The 18O/16O ratio of leaf water is a useful signal in several contexts. It affects the oxygen isotopic composition of atmospheric carbon dioxide, thereby giving rise to the possibility of assessing terrestrial gross primary productivity (Farquhar et al. 1993; Ciais et al. 1997). It determines the isotopic ratio of oxygen released by plants from the splitting of water by photosystem II (Guy et al. 1987), thereby contributing to the Dole effect, an indicator of the balance between terrestrial and marine net productivity on millennial time scales (Bender, Sowers & Labeyrie 1994). It reflects genetic differences in stomatal conductance and these are recorded in the oxygen isotope composition of plant organic matter, and these in turn have correlated with progress in wheat yields (Barbour et al. 2000a).
Such applications of the leaf water signal vary subtly in what part of the leaf water they record. The imprint on CO2 depends on the compartment where carbonic anhydrase is active, most probably the chloroplast stroma for C3 plants, but the mesophyll cells for C4 plants (Reed & Graham 1981). That on O2 depends on water in the chloroplast thylakoid. The imprint on organic matter depends on the isotopic composition of water in the chloroplast stroma, and in the cytosol and at the sites where sugars are converted to cellulose and other materials.
It follows that a clear understanding of the spatial variation in 18O enrichment of leaf water is needed to inform the above applications (Yakir 1998). To that end we distinguish variation within the plane of the leaf from the gradients that must exist over the small distances between veins and the sites of evaporation. In the model finally developed here we simplify the leaf to a longitudinal structure, grass-like but rather simplified. It allows the isotopic composition of the water to vary on a large scale longitudinally, with radial variation on a small spatial scale caused by flow from the ‘longitudinal’ xylem to the evaporation sites. This radial flow is through radial ‘veinlets’ and then through the lamina mesophyll tissue. The model considers an isolated leaf, in which the vapour pressure and the isotopic composition of the ambient air are uniform, rather like the air in a well-mixed gas exchange cuvette.

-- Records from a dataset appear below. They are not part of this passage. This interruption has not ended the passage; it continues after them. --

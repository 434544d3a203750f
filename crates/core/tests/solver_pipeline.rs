//! Full solver pipeline on deterministic decks: terminal utilities,
//! training convergence on a dominated spot, key format stability, and
//! persistence warm starts.

use gto_solver_core::abstraction::{AbstractionConfig, SizingTable};
use gto_solver_core::deck::fixed_order_with_prefix;
use gto_solver_core::infoset::generate_key;
use gto_solver_core::{Action, ActionAbstraction, Card, CfrEngine, Deck, GameState, Street};

fn cards(notation: &str) -> Vec<Card> {
    notation.split(' ').map(|s| s.parse().unwrap()).collect()
}

fn hole(notation: &str) -> [Card; 2] {
    let v = cards(notation);
    [v[0], v[1]]
}

fn fixed_template(prefix: &str) -> GameState {
    let order = fixed_order_with_prefix(&cards(prefix)).unwrap();
    let mut deck = Deck::with_seed(0);
    deck.set_fixed_order(&order).unwrap();
    GameState::with_deck(2, 200, 0, 0, 2, deck).unwrap()
}

fn call_only_abstraction() -> ActionAbstraction {
    ActionAbstraction::new(AbstractionConfig {
        allow_all_in: false,
        fractions: SizingTable::new(),
        bb_multipliers: SizingTable::new(),
        exact_amounts: SizingTable::new(),
        ..AbstractionConfig::default()
    })
}

#[test]
fn showdown_on_a_complete_board_pays_the_winner_the_pot_half() {
    // AKs flops two pair against queens; pot built to 100 by a raise to
    // 50 and a call, then checked down.
    let mut state = fixed_template("As Qh Ks Qd 2c Ac Kc 2h 3c 3d 4c 4s");
    let script = [
        Action::raise(0, 50),
        Action::call(1, 50),
        Action::call(1, 0),
        Action::call(0, 0),
        Action::call(1, 0),
        Action::call(0, 0),
        Action::call(1, 0),
        Action::call(0, 0),
    ];
    for action in &script {
        state.apply_action(action).unwrap();
    }
    assert!(state.is_terminal());
    assert_eq!(state.pot(), 100);

    let engine = CfrEngine::new(call_only_abstraction());
    let utility = engine.terminal_utility(&state);
    assert!((utility - 50.0).abs() < 1e-9);
}

#[test]
fn flop_equity_enumeration_matches_the_counted_runouts() {
    // C(3,2) = 3 runouts; the pair hits its set on two of them.
    let equity = CfrEngine::board_completion_equity(
        hole("Ah Kh"),
        hole("7d 7c"),
        &cards("As Ks Qs"),
        &cards("7h 2c 3d"),
        100,
    );
    assert!((equity - (-50.0 / 3.0)).abs() < 1e-3);
}

#[test]
fn training_learns_to_call_with_the_dominating_hand() {
    // P0 holds aces against seven-deuce on a dry run-out; with only
    // fold/call available, the average strategy must converge on calling.
    let mut template = fixed_template("Ah 7d Ad 2c 5s Kh Qs 2d 6h 9c 8h 3s");
    let mut engine = CfrEngine::new(call_only_abstraction());
    engine.run_iterations(&mut template, 50).unwrap();

    let key = generate_key(0, hole("Ah Ad"), &[], Street::Preflop, &[]);
    assert_eq!(key, "P0;Ad-Ah||Preflop|");
    let strategy = engine
        .average_strategy(&key)
        .expect("root infoset must exist");
    // Actions order: fold, then call.
    assert_eq!(strategy.len(), 2);
    assert!(
        strategy[1] > 0.95,
        "aces should call, got fold={:.3} call={:.3}",
        strategy[0],
        strategy[1]
    );
}

#[test]
fn traversal_keys_follow_the_documented_format() {
    let mut template = fixed_template("Ah 7d Ad 2c 5s Kh Qs 2d 6h 9c 8h 3s");
    let mut engine = CfrEngine::new(call_only_abstraction());
    engine.run_iterations(&mut template, 1).unwrap();

    for key in engine.infosets().keys() {
        assert!(key.starts_with('P'), "key {key}");
        assert_eq!(key.matches('|').count(), 3, "key {key}");
        let street = key.split('|').nth(2).unwrap();
        assert!(
            ["Preflop", "Flop", "Turn", "River", "Showdown"].contains(&street),
            "key {key}"
        );
    }

    // The flop decision after a limped pot carries the limp history and
    // the sorted flop.
    let flop_key = engine
        .infosets()
        .keys()
        .find(|k| k.starts_with("P1;") && k.contains("|Flop|"))
        .expect("BB flop infoset");
    assert!(flop_key.ends_with("|Flop|A0C2,A1C2,"), "key {flop_key}");
}

#[test]
fn persistence_round_trips_through_the_engine() {
    let dir = tempfile::tempdir().unwrap();
    let path = dir.path().join("warm_start.tsv");

    let mut template = fixed_template("Ah 7d Ad 2c 5s Kh Qs 2d 6h 9c 8h 3s");
    let mut engine = CfrEngine::new(call_only_abstraction());
    engine.run_iterations(&mut template, 10).unwrap();
    engine.save_infosets(&path).unwrap();

    let mut restored = CfrEngine::new(call_only_abstraction());
    assert!(restored.load_infosets(&path).unwrap());
    assert_eq!(restored.num_infosets(), engine.num_infosets());
    for (key, node) in engine.infosets() {
        let loaded = &restored.infosets()[key];
        assert_eq!(loaded.visit_count, node.visit_count);
        assert_eq!(
            loaded.cumulative_regrets.len(),
            node.cumulative_regrets.len()
        );
    }

    // A warm-started engine keeps training without re-keying anything.
    let mut template = fixed_template("Ah 7d Ad 2c 5s Kh Qs 2d 6h 9c 8h 3s");
    let before = restored.num_infosets();
    restored.run_iterations(&mut template, 5).unwrap();
    assert_eq!(restored.num_infosets(), before);
}

#[test]
fn missing_infoset_file_is_a_cold_start_not_an_error() {
    let dir = tempfile::tempdir().unwrap();
    let mut engine = CfrEngine::new(call_only_abstraction());
    let loaded = engine.load_infosets(dir.path().join("absent.tsv")).unwrap();
    assert!(!loaded);
    assert_eq!(engine.num_infosets(), 0);
}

Gan et al. (2002) considered contemporary models of leaf water in the light of their measurements in cotton leaves. They concluded that a composite model was needed that took account of: (a) the two-pools represented by veins and mesophyll (Allison, Gat & Leaney 1985), modified to include ground tissue in the vein ribs; (b) the competing effects of advection from the veins and diffusion from the sites of evaporation (Farquhar & Lloyd 1993); and (c) the progressive enrichment along a line of evaporating cells. With regard to (c), Yakir (1992) suggested the use of the string-of-lakes model of Gat & Bowser (1991) and this has been applied by Helliker & Ehleringer (2000).